Windbergs studied pharmacy in Düsseldorf and completed her doctoral degree on the subject of drug delivery, i.e. how a drug must be packaged for it to reach its target in the body and take effect there. She then went on to become a postdoctoral researcher at Harvard’s John A. Paulson School of Engineering and Applied Sciences, where she worked with microfluidic reactors, used to cultivate human or animal tissue in a flowing fluid, just like blood, lymphatic fluid and saliva flow in the human body. Windbergs explains: “This movement is ignored in a normal cell culture vessel, and although the cell culture medium is a liquid, it is nevertheless static.” After Harvard, she joined the Helmholtz Institute for Pharmaceutical Research Saarland (HIPS) in Saarbrücken in 2010, where she intensified her work on the 3Rs principle and grew organ systems based on human cells and tissues. Then, in 2017, Windbergs accepted the call to a new professorship for 3Rs alternatives at Goethe University Frankfurt, where she is currently working on methods to make animal experiments superfluous.

The human tissue for her experiments comes from beauty clinics, among others, which collect the waste tissue from plastic surgery and deliver it to her laboratory at the university for further processing. Windbergs’ focus is on developing in-vitro models based on human tissue to imitate wound healing. In fact, wounds illustrate very clearly why it is better to use human tissue to test drugs for humans. “Let’s take the mouse, for example. Since it is a wild animal, its wounds must close over very quickly so that it doesn’t die.” That is why the mouse – like other rodents – has an additional subcutaneous muscle, the panniculus carnosus, which pulls the tissue together over the wound. “We humans don’t have this muscle; our wounds heal solely via cells that enter the wound bed and close the wound in the process. Although something similar also occurs in mice, the dominant mechanism is the contraction of the additional muscle. The way a mouse heals its wounds is therefore different to ours.”

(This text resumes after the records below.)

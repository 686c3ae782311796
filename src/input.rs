//! Input handling for the Home and Game screens.
//!
//! Keys and mouse drags are mapped to UI-agnostic inputs first, then
//! dispatched. Swipes come from either arrow keys or a mouse drag across
//! the play field.

use crate::ui::home_scene::{HomeScreen, MenuItem};
use crossterm::event::{KeyCode, KeyEvent, MouseButton, MouseEvent, MouseEventKind};
use lane_runner::runner::{Gesture, Session, Swipe, SwipeOutcome};

/// Approximate size of one terminal cell, in the units the swipe threshold
/// is expressed in.
const CELL_WIDTH_UNITS: f64 = 8.0;
const CELL_HEIGHT_UNITS: f64 = 16.0;

/// Game-screen input, independent of the key that produced it.
#[derive(Debug, Clone, Copy, PartialEq, Eq)]
pub enum GameInput {
    Swipe(Swipe),
    Restart,
    Home,
    Other,
}

pub fn map_game_key(key: KeyEvent) -> GameInput {
    match key.code {
        KeyCode::Left | KeyCode::Char('a') | KeyCode::Char('A') => GameInput::Swipe(Swipe::Left),
        KeyCode::Right | KeyCode::Char('d') | KeyCode::Char('D') => GameInput::Swipe(Swipe::Right),
        KeyCode::Up | KeyCode::Char('w') | KeyCode::Char('W') | KeyCode::Char(' ') => {
            GameInput::Swipe(Swipe::Up)
        }
        KeyCode::Char('r') | KeyCode::Char('R') | KeyCode::Enter => GameInput::Restart,
        KeyCode::Esc | KeyCode::Char('q') | KeyCode::Char('Q') => GameInput::Home,
        _ => GameInput::Other,
    }
}

/// Result of handling a game input event.
#[derive(Debug, Clone, Copy, PartialEq, Eq)]
pub enum InputResult {
    Continue,
    /// A fresh run was started.
    Restarted,
    /// Leave the run and return to the home screen.
    QuitToHome,
}

/// Dispatch one game input. Restart is only honored once the run is over;
/// swipes are ignored by the session after game over.
pub fn handle_game_input(input: GameInput, session: &mut Session) -> InputResult {
    match input {
        GameInput::Swipe(swipe) => {
            if let Some(SwipeOutcome::Moved { from, to }) = session.handle_swipe(swipe) {
                tracing::trace!(?from, ?to, "lane change");
            }
            InputResult::Continue
        }
        GameInput::Restart if session.is_over() => {
            session.restart();
            InputResult::Restarted
        }
        GameInput::Restart | GameInput::Other => InputResult::Continue,
        GameInput::Home => InputResult::QuitToHome,
    }
}

/// Tracks a mouse drag from press to release and turns it into a swipe.
#[derive(Debug, Default)]
pub struct DragTracker {
    origin: Option<(u16, u16)>,
}

impl DragTracker {
    pub fn new() -> Self {
        Self::default()
    }

    /// Feed a mouse event. Returns a swipe when a left-button drag ends far
    /// enough from where it started.
    pub fn handle(&mut self, event: MouseEvent, threshold: f64) -> Option<Swipe> {
        match event.kind {
            MouseEventKind::Down(MouseButton::Left) => {
                self.origin = Some((event.column, event.row));
                None
            }
            MouseEventKind::Up(MouseButton::Left) => {
                let (col, row) = self.origin.take()?;
                let gesture = Gesture::new(
                    (event.column as f64 - col as f64) * CELL_WIDTH_UNITS,
                    (event.row as f64 - row as f64) * CELL_HEIGHT_UNITS,
                );
                gesture.classify(threshold)
            }
            _ => None,
        }
    }
}

/// What the home screen asked for.
#[derive(Debug, Clone, Copy, PartialEq, Eq)]
pub enum HomeAction {
    None,
    Play,
    Quit,
}

pub fn handle_home_input(key: KeyEvent, home: &mut HomeScreen) -> HomeAction {
    match key.code {
        KeyCode::Up | KeyCode::Char('k') => {
            home.move_up();
            HomeAction::None
        }
        KeyCode::Down | KeyCode::Char('j') => {
            home.move_down();
            HomeAction::None
        }
        KeyCode::Enter | KeyCode::Char(' ') => match home.selected() {
            MenuItem::Play => HomeAction::Play,
            MenuItem::Quit => HomeAction::Quit,
        },
        KeyCode::Char('p') | KeyCode::Char('P') => HomeAction::Play,
        KeyCode::Char('q') | KeyCode::Char('Q') | KeyCode::Esc => HomeAction::Quit,
        _ => HomeAction::None,
    }
}

#[cfg(test)]
mod tests {
    use super::*;
    use crossterm::event::KeyModifiers;
    use lane_runner::runner::{Lane, ObstacleKind, RunnerConfig};

    fn key(code: KeyCode) -> KeyEvent {
        KeyEvent::new(code, KeyModifiers::NONE)
    }

    fn mouse(kind: MouseEventKind, column: u16, row: u16) -> MouseEvent {
        MouseEvent {
            kind,
            column,
            row,
            modifiers: KeyModifiers::NONE,
        }
    }

    #[test]
    fn test_key_mapping() {
        assert_eq!(map_game_key(key(KeyCode::Left)), GameInput::Swipe(Swipe::Left));
        assert_eq!(map_game_key(key(KeyCode::Char('d'))), GameInput::Swipe(Swipe::Right));
        assert_eq!(map_game_key(key(KeyCode::Char(' '))), GameInput::Swipe(Swipe::Up));
        assert_eq!(map_game_key(key(KeyCode::Enter)), GameInput::Restart);
        assert_eq!(map_game_key(key(KeyCode::Esc)), GameInput::Home);
        assert_eq!(map_game_key(key(KeyCode::Tab)), GameInput::Other);
    }

    #[test]
    fn test_drag_right_is_swipe() {
        let mut drag = DragTracker::new();
        assert_eq!(drag.handle(mouse(MouseEventKind::Down(MouseButton::Left), 10, 10), 30.0), None);
        let swipe = drag.handle(mouse(MouseEventKind::Up(MouseButton::Left), 16, 10), 30.0);
        assert_eq!(swipe, Some(Swipe::Right));
    }

    #[test]
    fn test_drag_up_is_jump() {
        let mut drag = DragTracker::new();
        drag.handle(mouse(MouseEventKind::Down(MouseButton::Left), 10, 10), 30.0);
        let swipe = drag.handle(mouse(MouseEventKind::Up(MouseButton::Left), 10, 7), 30.0);
        assert_eq!(swipe, Some(Swipe::Up));
    }

    #[test]
    fn test_short_drag_ignored() {
        let mut drag = DragTracker::new();
        drag.handle(mouse(MouseEventKind::Down(MouseButton::Left), 10, 10), 30.0);
        // 2 cells = 16 units, under the threshold
        let swipe = drag.handle(mouse(MouseEventKind::Up(MouseButton::Left), 12, 10), 30.0);
        assert_eq!(swipe, None);
    }

    #[test]
    fn test_release_without_press_ignored() {
        let mut drag = DragTracker::new();
        let swipe = drag.handle(mouse(MouseEventKind::Up(MouseButton::Left), 40, 10), 30.0);
        assert_eq!(swipe, None);
    }

    #[test]
    fn test_restart_only_after_game_over() {
        let mut session = Session::new(RunnerConfig::default(), 7);
        assert_eq!(
            handle_game_input(GameInput::Restart, &mut session),
            InputResult::Continue
        );
        assert_eq!(session.run(), 0);

        session.spawn_obstacle_in(Lane::Center, ObstacleKind::Train);
        session.run_for(2000);
        assert!(session.is_over());
        assert_eq!(
            handle_game_input(GameInput::Restart, &mut session),
            InputResult::Restarted
        );
        assert_eq!(session.run(), 1);
        assert!(!session.is_over());
    }

    #[test]
    fn test_swipe_moves_player() {
        let mut session = Session::new(RunnerConfig::default(), 7);
        handle_game_input(GameInput::Swipe(Swipe::Left), &mut session);
        assert_eq!(session.player().lane, Lane::Left);
    }

    #[test]
    fn test_home_menu_selects_quit() {
        let mut home = HomeScreen::new();
        assert_eq!(handle_home_input(key(KeyCode::Enter), &mut home), HomeAction::Play);
        handle_home_input(key(KeyCode::Down), &mut home);
        assert_eq!(handle_home_input(key(KeyCode::Enter), &mut home), HomeAction::Quit);
    }
}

Healing wounds is one matter, but for hospitals, treating infected ones is an enormous problem. Bacteria form biofilms that make it extremely difficult to control the infection. “We recently achieved a real breakthrough,” says Windbergs. Scientists have dedicated many years of research to developing an in-vitro model of a wound with a bacterial biofilm. The problem is that a cultivated biofilm matures only very slowly. So slowly, in fact, that the cells beneath it die off once the maturation process is completed. That is why Windbergs has developed another method for infected wounds: The biofilm matures separately and is then applied intact to the tissue model. She is pleased with the results: “The model is very predictive and provides useful information about the processes taking place in the human body. Theoretically speaking, industry could start testing new active substances tomorrow.” In the next step, Windbergs is working on further variations of the tissue-biofilm combination and testing biofilms that contain several dangerous bacterial germs: the six most virulent pathogens worldwide, summarized under the acronym ESKAPE. Another project focuses on cultivating a three-dimensional small intestine model made out of human tissue, with the gut-brain axis at its center, i.e. the communication network in which the intestine and the brain influence each other. There is increasing evidence that the permeability of the intestine can promote neurodegenerative diseases such as Alzheimer’s.

Andreas Lorenz-Meyer

EMTHERA

Open Science plays a key role in the EMTHERA project, Peter Wild says. The data produced by the researchers participating in the initiative are categorized and made publicly accessible, in the hopes that they will enable scientists to develop models for infectious, inflammatory and immunological diseases. 3Rs models will also be an essential part of EMTHERA, adds Maike Windbergs. Drug delivery systems are another special field within the initiative: Both the working group led by Windbergs as well as researchers in Mainz are working in this area, which centers on the packaging of molecules such as mRNAs and PROTACs.